Efficient Tuberculosis Detection Using Chest X-ray Images with Deep Learning Algorithms
Keywords:
Tuberculosis Detection, Chest X-ray, YOLOv8, RestNet50Abstract
Tuberculosis is a threat to the existence of the human race due to its substantial mortality rate and it has become a
significant public health concern, which if detected at an early stage could reduce the death rate globally.

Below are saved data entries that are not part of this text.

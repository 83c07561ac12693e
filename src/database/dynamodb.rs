//! Amazon DynamoDB record store.
//!
//! Attributes use the JSON field names of [`User`], the partition key is
//! `id` (string).

use std::collections::HashMap;

use async_trait::async_trait;
use aws_sdk_dynamodb::Client;
use aws_sdk_dynamodb::types::{AttributeValue, ReturnValue};
use serde_json::{Map, Value};

use super::{Filter, Result, Store, StoreError};
use crate::config::StoreConfig;
use crate::user::{User, UserChanges};

pub const PARTITION_KEY: &str = "id";

type Item = HashMap<String, AttributeValue>;

/// Table hosted on DynamoDB.
#[derive(Clone)]
pub struct DynamoDbStore {
    client: Client,
    table: String,
}

fn backend<E>(err: E) -> StoreError
where
    aws_sdk_dynamodb::Error: From<E>,
{
    StoreError::backend(aws_sdk_dynamodb::Error::from(err))
}

impl DynamoDbStore {
    /// Build a client from the AWS default chain, then check the table exists.
    pub async fn connect(config: &StoreConfig) -> Result<Self> {
        let mut loader = aws_config::defaults(aws_config::BehaviorVersion::latest());
        if let Some(region) = &config.region {
            loader = loader.region(aws_config::Region::new(region.clone()));
        }
        if let Some(endpoint) = &config.endpoint {
            loader = loader.endpoint_url(endpoint);
        }
        let client = Client::new(&loader.load().await);

        client
            .describe_table()
            .table_name(&config.table)
            .send()
            .await
            .map_err(backend)?;

        tracing::info!(table = %config.table, endpoint = ?config.endpoint, "dynamodb connected");

        Ok(Self::new(client, &config.table))
    }

    pub fn new(client: Client, table: impl Into<String>) -> Self {
        Self {
            client,
            table: table.into(),
        }
    }
}

#[async_trait]
impl Store for DynamoDbStore {
    async fn scan(&self, filter: Option<&Filter>) -> Result<Vec<User>> {
        if matches!(filter, Some(Filter::Any(filters)) if filters.is_empty()) {
            return Ok(Vec::new());
        }
        let expression = filter.map(Expression::filter);

        let mut users = Vec::new();
        let mut start_key: Option<Item> = None;
        loop {
            let mut request = self
                .client
                .scan()
                .table_name(&self.table)
                .set_exclusive_start_key(start_key.take());
            if let Some(expression) = &expression {
                request = request
                    .filter_expression(&expression.text)
                    .set_expression_attribute_names(Some(expression.names.clone()))
                    .set_expression_attribute_values(Some(expression.values.clone()));
            }

            let output = request.send().await.map_err(backend)?;
            for item in output.items() {
                users.push(from_item(item)?);
            }

            // Pages stop at 1 MB, keep reading until the table is exhausted.
            match output.last_evaluated_key() {
                Some(key) if !key.is_empty() => start_key = Some(key.clone()),
                _ => break,
            }
        }

        Ok(users)
    }

    async fn get(&self, id: &str) -> Result<Option<User>> {
        let output = self
            .client
            .get_item()
            .table_name(&self.table)
            .key(PARTITION_KEY, AttributeValue::S(id.to_owned()))
            .consistent_read(true)
            .send()
            .await
            .map_err(backend)?;

        output.item().map(from_item).transpose()
    }

    async fn put(&self, user: &User) -> Result<()> {
        let result = self
            .client
            .put_item()
            .table_name(&self.table)
            .set_item(Some(to_item(user)?))
            .condition_expression("attribute_not_exists(#id)")
            .expression_attribute_names("#id", PARTITION_KEY)
            .send()
            .await;

        match result {
            Ok(_) => Ok(()),
            Err(err)
                if err
                    .as_service_error()
                    .is_some_and(|err| err.is_conditional_check_failed_exception()) =>
            {
                Err(StoreError::AlreadyExists(user.id.clone()))
            },
            Err(err) => Err(backend(err)),
        }
    }

    async fn update(&self, id: &str, changes: &UserChanges) -> Result<bool> {
        let expression = Expression::update(changes)?;

        let result = self
            .client
            .update_item()
            .table_name(&self.table)
            .key(PARTITION_KEY, AttributeValue::S(id.to_owned()))
            .update_expression(expression.text)
            .condition_expression("attribute_exists(#id)")
            .set_expression_attribute_names(Some(expression.names))
            .expression_attribute_names("#id", PARTITION_KEY)
            .set_expression_attribute_values(Some(expression.values))
            .send()
            .await;

        match result {
            Ok(_) => Ok(true),
            Err(err)
                if err
                    .as_service_error()
                    .is_some_and(|err| err.is_conditional_check_failed_exception()) =>
            {
                Ok(false)
            },
            Err(err) => Err(backend(err)),
        }
    }

    async fn delete(&self, id: &str) -> Result<bool> {
        let output = self
            .client
            .delete_item()
            .table_name(&self.table)
            .key(PARTITION_KEY, AttributeValue::S(id.to_owned()))
            .return_values(ReturnValue::AllOld)
            .send()
            .await
            .map_err(backend)?;

        Ok(output.attributes().is_some_and(|old| !old.is_empty()))
    }
}

/// Expression with its placeholder tables.
#[derive(Debug, Default, PartialEq)]
struct Expression {
    text: String,
    names: HashMap<String, String>,
    values: Item,
}

impl Expression {
    /// Build a scan `FilterExpression`.
    fn filter(filter: &Filter) -> Self {
        let mut expression = Self::default();
        let text = expression.condition(filter);
        Self { text, ..expression }
    }

    /// Build a `SET` update expression.
    fn update(changes: &UserChanges) -> Result<Self> {
        let mut expression = Self::default();
        let mut assignments = Vec::new();

        let fields = [
            ("full_name", changes.full_name.clone().map(Value::String)),
            ("email", changes.email.clone().map(Value::String)),
            ("nationality", changes.nationality.clone().map(Value::String)),
            ("is_active", changes.is_active.map(Value::Bool)),
            ("modified_at", Some(serde_json::to_value(changes.modified_at)?)),
        ];
        for (field, value) in fields {
            if let Some(value) = value {
                let (name, placeholder) = expression.bind(field, value);
                assignments.push(format!("{name} = {placeholder}"));
            }
        }

        Ok(Self {
            text: format!("SET {}", assignments.join(", ")),
            ..expression
        })
    }

    fn bind(&mut self, field: &str, value: Value) -> (String, String) {
        let index = self.names.len();
        let name = format!("#f{index}");
        let placeholder = format!(":v{index}");

        self.names.insert(name.clone(), field.to_owned());
        self.values.insert(placeholder.clone(), to_attribute(value));
        (name, placeholder)
    }

    fn condition(&mut self, filter: &Filter) -> String {
        match filter {
            Filter::Eq { field, value } => {
                let (name, placeholder) = self.bind(field, value.clone());
                format!("{name} = {placeholder}")
            },
            Filter::Any(filters) => {
                let conditions = filters
                    .iter()
                    .map(|filter| self.condition(filter))
                    .collect::<Vec<_>>();
                format!("({})", conditions.join(" OR "))
            },
        }
    }
}

fn to_item(user: &User) -> Result<Item> {
    match serde_json::to_value(user)? {
        Value::Object(fields) => Ok(fields
            .into_iter()
            .map(|(name, value)| (name, to_attribute(value)))
            .collect()),
        _ => Ok(Item::new()),
    }
}

fn from_item(item: &Item) -> Result<User> {
    let fields = item
        .iter()
        .map(|(name, value)| (name.clone(), from_attribute(value)))
        .collect::<Map<String, Value>>();

    Ok(serde_json::from_value(Value::Object(fields))?)
}

fn to_attribute(value: Value) -> AttributeValue {
    match value {
        Value::Null => AttributeValue::Null(true),
        Value::Bool(value) => AttributeValue::Bool(value),
        Value::Number(value) => AttributeValue::N(value.to_string()),
        Value::String(value) => AttributeValue::S(value),
        Value::Array(values) => AttributeValue::L(values.into_iter().map(to_attribute).collect()),
        Value::Object(fields) => AttributeValue::M(
            fields
                .into_iter()
                .map(|(name, value)| (name, to_attribute(value)))
                .collect(),
        ),
    }
}

fn from_attribute(value: &AttributeValue) -> Value {
    match value {
        AttributeValue::S(value) => Value::String(value.clone()),
        AttributeValue::Bool(value) => Value::Bool(*value),
        AttributeValue::N(value) => value
            .parse::<serde_json::Number>()
            .map(Value::Number)
            .unwrap_or_else(|_| Value::String(value.clone())),
        AttributeValue::Ss(values) => Value::Array(values.iter().cloned().map(Value::String).collect()),
        AttributeValue::L(values) => Value::Array(values.iter().map(from_attribute).collect()),
        AttributeValue::M(fields) => Value::Object(
            fields
                .iter()
                .map(|(name, value)| (name.clone(), from_attribute(value)))
                .collect(),
        ),
        _ => Value::Null,
    }
}

#[cfg(test)]
mod tests {
    use chrono::Utc;

    use super::*;

    #[test]
    fn test_item_conversion_keeps_types() {
        let user = User::builder()
            .username("john_doe")
            .email("john.doe@example.com")
            .full_name("John Doe")
            .nationality("Testland")
            .build(Utc::now());

        let item = to_item(&user).unwrap();
        assert_eq!(item.get("id"), Some(&AttributeValue::S(user.id.clone())));
        assert_eq!(item.get("is_active"), Some(&AttributeValue::Bool(true)));
        assert!(matches!(item.get("created_at"), Some(AttributeValue::S(_))));

        assert_eq!(from_item(&item).unwrap(), user);
    }

    #[test]
    fn test_legacy_item_without_is_active() {
        let mut item = Item::new();
        for (name, value) in [
            ("id", "42"),
            ("full_name", "John Doe"),
            ("username", "john_doe"),
            ("email", "john.doe@example.com"),
            ("nationality", "Testland"),
            ("created_at", "2024-05-01T10:00:00Z"),
            ("modified_at", "2024-05-01T10:00:00Z"),
        ] {
            item.insert(name.to_owned(), AttributeValue::S(value.to_owned()));
        }

        let user = from_item(&item).unwrap();
        assert!(user.is_active);
        assert_eq!(user.id, "42");
    }

    #[test]
    fn test_or_filter_expression() {
        let filter = Filter::Any(vec![
            Filter::eq("username", "john_doe"),
            Filter::eq("email", "john.doe@example.com"),
        ]);
        let expression = Expression::filter(&filter);

        assert_eq!(expression.text, "(#f0 = :v0 OR #f1 = :v1)");
        assert_eq!(expression.names.get("#f0").map(String::as_str), Some("username"));
        assert_eq!(expression.names.get("#f1").map(String::as_str), Some("email"));
        assert_eq!(
            expression.values.get(":v1"),
            Some(&AttributeValue::S("john.doe@example.com".into()))
        );
    }

    #[test]
    fn test_boolean_filter_expression() {
        let expression = Expression::filter(&Filter::eq("is_active", false));

        assert_eq!(expression.text, "#f0 = :v0");
        assert_eq!(expression.values.get(":v0"), Some(&AttributeValue::Bool(false)));
    }

    #[test]
    fn test_update_expression_skips_unset_fields() {
        let changes = UserChanges {
            is_active: Some(false),
            ..UserChanges::at(Utc::now())
        };
        let expression = Expression::update(&changes).unwrap();

        assert_eq!(expression.text, "SET #f0 = :v0, #f1 = :v1");
        assert_eq!(expression.names.get("#f0").map(String::as_str), Some("is_active"));
        assert_eq!(expression.names.get("#f1").map(String::as_str), Some("modified_at"));
    }
}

Harnessing the potential of machine learning to combat the low detection rate of tuberculosis detection by traditional
methods and promote a faster and more accurate diagnosis of the disease. An online Dataset comprising 11,200
Chest X-ray (CXR) images of different categories of patients that are healthy, Sick but not infected, and those
infected with Tuberculosis with their corresponding bounding box annotations were used for this research, and
feature engineering was carried out on the dataset for effective data cleaning, Image resizing, normalization, and
augmentation to increase the quality of data during data segmentation. The dataset was divided into training,
validation, and testing sets using the RestNet50 model which demonstrated a good performance in classification,
achieving impressive precision, and recall of 98%, and 96% respectively, and YOLOv8 was also used with 68%
precision, 65% recall, and 68% mean average precision respectively which showed that the model needs
improvement to further accurately detect regions infected with tuberculosis.